> WHAT THIS TASK INVOLVES: Write out every line from the listing below where the string "inside" is found.

+++++

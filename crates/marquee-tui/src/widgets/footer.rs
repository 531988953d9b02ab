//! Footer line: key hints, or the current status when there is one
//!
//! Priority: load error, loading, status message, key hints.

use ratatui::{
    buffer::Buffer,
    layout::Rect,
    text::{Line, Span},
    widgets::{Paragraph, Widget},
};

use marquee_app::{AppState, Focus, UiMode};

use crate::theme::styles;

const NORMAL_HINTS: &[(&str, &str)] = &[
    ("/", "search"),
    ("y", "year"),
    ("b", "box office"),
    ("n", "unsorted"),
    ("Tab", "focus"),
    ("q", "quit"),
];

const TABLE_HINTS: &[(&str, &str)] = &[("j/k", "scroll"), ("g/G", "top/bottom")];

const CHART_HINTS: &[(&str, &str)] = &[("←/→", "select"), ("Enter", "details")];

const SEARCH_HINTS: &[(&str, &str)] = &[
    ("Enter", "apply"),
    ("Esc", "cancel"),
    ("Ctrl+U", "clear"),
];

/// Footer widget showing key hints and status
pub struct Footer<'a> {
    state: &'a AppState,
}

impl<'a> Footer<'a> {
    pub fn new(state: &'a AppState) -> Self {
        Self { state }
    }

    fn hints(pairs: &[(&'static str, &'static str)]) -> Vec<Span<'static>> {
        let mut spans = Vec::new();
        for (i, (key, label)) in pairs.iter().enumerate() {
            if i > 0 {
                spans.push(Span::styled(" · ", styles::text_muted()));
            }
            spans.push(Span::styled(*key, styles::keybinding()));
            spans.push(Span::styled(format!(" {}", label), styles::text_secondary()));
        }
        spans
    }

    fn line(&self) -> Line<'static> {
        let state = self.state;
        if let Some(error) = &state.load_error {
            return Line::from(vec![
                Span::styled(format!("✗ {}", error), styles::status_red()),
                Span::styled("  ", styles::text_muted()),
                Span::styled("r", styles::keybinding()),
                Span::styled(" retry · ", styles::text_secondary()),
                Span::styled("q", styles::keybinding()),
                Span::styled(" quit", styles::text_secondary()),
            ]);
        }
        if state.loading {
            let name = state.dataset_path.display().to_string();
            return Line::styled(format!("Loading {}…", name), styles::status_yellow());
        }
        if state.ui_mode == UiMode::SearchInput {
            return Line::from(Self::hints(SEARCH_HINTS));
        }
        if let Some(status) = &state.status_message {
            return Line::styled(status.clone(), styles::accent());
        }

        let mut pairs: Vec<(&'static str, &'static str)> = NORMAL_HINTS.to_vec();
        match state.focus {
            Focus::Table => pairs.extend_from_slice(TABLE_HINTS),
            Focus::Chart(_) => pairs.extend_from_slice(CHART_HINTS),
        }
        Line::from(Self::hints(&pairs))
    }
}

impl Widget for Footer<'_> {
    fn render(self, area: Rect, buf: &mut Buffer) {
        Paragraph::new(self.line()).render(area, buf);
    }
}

+++++

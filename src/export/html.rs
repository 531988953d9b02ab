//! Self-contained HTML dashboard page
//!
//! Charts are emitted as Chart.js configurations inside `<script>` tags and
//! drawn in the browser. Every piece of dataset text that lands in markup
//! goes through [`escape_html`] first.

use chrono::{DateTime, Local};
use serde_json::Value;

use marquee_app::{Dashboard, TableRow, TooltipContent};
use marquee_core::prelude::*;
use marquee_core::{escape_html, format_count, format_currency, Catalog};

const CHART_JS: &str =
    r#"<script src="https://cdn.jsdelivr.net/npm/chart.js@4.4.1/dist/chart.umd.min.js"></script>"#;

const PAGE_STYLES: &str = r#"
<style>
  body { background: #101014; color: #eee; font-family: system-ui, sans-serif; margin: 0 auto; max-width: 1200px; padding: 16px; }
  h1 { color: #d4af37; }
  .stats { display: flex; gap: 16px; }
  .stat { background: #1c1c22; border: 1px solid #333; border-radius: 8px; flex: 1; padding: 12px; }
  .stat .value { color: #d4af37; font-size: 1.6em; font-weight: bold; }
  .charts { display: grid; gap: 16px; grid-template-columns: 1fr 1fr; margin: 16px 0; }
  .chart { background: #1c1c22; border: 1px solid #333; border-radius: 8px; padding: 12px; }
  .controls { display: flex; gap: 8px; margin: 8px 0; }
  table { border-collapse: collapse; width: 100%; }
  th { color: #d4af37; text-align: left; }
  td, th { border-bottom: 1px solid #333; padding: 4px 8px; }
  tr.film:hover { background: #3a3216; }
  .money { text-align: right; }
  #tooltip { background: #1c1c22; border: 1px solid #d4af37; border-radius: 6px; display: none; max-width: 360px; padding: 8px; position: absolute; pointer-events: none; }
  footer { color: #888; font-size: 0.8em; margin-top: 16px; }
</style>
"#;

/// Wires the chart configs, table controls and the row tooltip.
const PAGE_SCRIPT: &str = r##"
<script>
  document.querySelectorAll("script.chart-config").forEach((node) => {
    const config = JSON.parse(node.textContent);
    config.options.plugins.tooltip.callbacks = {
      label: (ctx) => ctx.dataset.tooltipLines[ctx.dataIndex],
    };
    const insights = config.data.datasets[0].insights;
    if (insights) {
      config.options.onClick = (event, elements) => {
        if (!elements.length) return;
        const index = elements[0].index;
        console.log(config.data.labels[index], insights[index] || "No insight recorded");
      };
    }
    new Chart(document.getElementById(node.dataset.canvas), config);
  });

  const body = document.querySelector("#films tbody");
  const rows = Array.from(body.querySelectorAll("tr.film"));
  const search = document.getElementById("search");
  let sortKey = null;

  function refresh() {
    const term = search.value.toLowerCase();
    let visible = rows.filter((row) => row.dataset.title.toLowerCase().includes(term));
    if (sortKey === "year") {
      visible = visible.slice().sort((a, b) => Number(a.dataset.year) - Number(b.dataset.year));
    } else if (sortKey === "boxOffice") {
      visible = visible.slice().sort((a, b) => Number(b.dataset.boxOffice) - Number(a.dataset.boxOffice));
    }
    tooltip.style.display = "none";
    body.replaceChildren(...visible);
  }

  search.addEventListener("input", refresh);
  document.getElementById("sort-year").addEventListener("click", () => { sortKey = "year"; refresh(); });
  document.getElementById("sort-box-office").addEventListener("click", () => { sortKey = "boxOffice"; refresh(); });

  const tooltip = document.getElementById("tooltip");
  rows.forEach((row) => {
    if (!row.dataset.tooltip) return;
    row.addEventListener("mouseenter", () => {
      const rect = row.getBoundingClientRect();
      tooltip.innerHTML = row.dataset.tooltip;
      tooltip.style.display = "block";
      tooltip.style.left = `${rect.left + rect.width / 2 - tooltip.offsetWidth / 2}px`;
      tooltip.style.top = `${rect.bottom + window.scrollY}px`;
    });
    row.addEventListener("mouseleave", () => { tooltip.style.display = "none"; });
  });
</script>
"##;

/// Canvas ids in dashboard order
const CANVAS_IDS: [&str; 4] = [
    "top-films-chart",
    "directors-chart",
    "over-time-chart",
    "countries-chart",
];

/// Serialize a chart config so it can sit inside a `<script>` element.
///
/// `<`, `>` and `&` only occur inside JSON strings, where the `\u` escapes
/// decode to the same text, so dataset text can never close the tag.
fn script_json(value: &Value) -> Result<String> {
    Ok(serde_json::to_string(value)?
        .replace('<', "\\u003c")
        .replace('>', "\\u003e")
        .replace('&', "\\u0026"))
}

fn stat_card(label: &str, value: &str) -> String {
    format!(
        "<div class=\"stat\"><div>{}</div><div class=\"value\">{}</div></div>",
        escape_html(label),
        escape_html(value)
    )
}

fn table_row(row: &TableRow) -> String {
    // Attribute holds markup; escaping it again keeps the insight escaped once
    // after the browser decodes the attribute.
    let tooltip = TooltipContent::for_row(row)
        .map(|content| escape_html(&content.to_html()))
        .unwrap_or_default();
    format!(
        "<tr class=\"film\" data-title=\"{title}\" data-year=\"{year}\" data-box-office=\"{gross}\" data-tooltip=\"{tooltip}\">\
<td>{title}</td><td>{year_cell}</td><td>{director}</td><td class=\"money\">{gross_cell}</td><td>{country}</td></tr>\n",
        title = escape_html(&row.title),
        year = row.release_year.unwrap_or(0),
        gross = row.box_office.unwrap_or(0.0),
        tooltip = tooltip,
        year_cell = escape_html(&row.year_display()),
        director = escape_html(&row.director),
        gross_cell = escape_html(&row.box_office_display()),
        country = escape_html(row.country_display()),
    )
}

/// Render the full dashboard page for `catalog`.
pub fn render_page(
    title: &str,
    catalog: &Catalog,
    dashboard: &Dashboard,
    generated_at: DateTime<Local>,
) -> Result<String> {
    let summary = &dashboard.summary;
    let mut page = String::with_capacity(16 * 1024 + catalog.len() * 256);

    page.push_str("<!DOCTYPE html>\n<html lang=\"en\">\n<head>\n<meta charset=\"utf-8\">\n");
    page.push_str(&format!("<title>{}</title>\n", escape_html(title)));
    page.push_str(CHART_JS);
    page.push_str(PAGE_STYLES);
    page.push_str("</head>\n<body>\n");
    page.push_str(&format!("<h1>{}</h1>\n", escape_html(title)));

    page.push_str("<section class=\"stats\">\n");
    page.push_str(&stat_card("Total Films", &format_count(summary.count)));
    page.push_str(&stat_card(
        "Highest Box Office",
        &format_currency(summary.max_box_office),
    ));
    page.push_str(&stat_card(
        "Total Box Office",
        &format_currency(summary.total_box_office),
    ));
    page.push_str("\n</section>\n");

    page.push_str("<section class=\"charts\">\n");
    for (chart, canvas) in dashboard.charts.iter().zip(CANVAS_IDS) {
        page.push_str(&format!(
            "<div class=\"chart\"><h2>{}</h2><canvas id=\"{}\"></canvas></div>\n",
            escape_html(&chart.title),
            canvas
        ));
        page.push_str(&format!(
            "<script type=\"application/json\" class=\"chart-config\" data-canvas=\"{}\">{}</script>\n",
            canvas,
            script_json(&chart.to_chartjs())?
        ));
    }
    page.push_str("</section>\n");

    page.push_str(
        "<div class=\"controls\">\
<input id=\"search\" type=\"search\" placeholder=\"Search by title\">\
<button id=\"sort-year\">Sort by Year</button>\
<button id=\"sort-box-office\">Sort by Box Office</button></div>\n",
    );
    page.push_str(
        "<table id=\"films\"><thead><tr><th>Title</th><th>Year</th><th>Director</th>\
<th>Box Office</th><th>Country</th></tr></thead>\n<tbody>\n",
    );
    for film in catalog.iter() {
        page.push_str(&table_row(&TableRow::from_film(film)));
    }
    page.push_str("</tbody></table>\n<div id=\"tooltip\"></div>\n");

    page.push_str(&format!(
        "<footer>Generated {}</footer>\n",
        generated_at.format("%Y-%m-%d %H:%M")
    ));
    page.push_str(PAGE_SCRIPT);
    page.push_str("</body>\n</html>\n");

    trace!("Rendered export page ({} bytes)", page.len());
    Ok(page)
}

+++++

> RESPONSE:
//! Charts are emitted as Chart.js configurations inside `<script>` tags and
/// Serialize a chart config so it can sit inside a `<script>` element.
/// `<`, `>` and `&` only occur inside JSON strings, where the `\u` escapes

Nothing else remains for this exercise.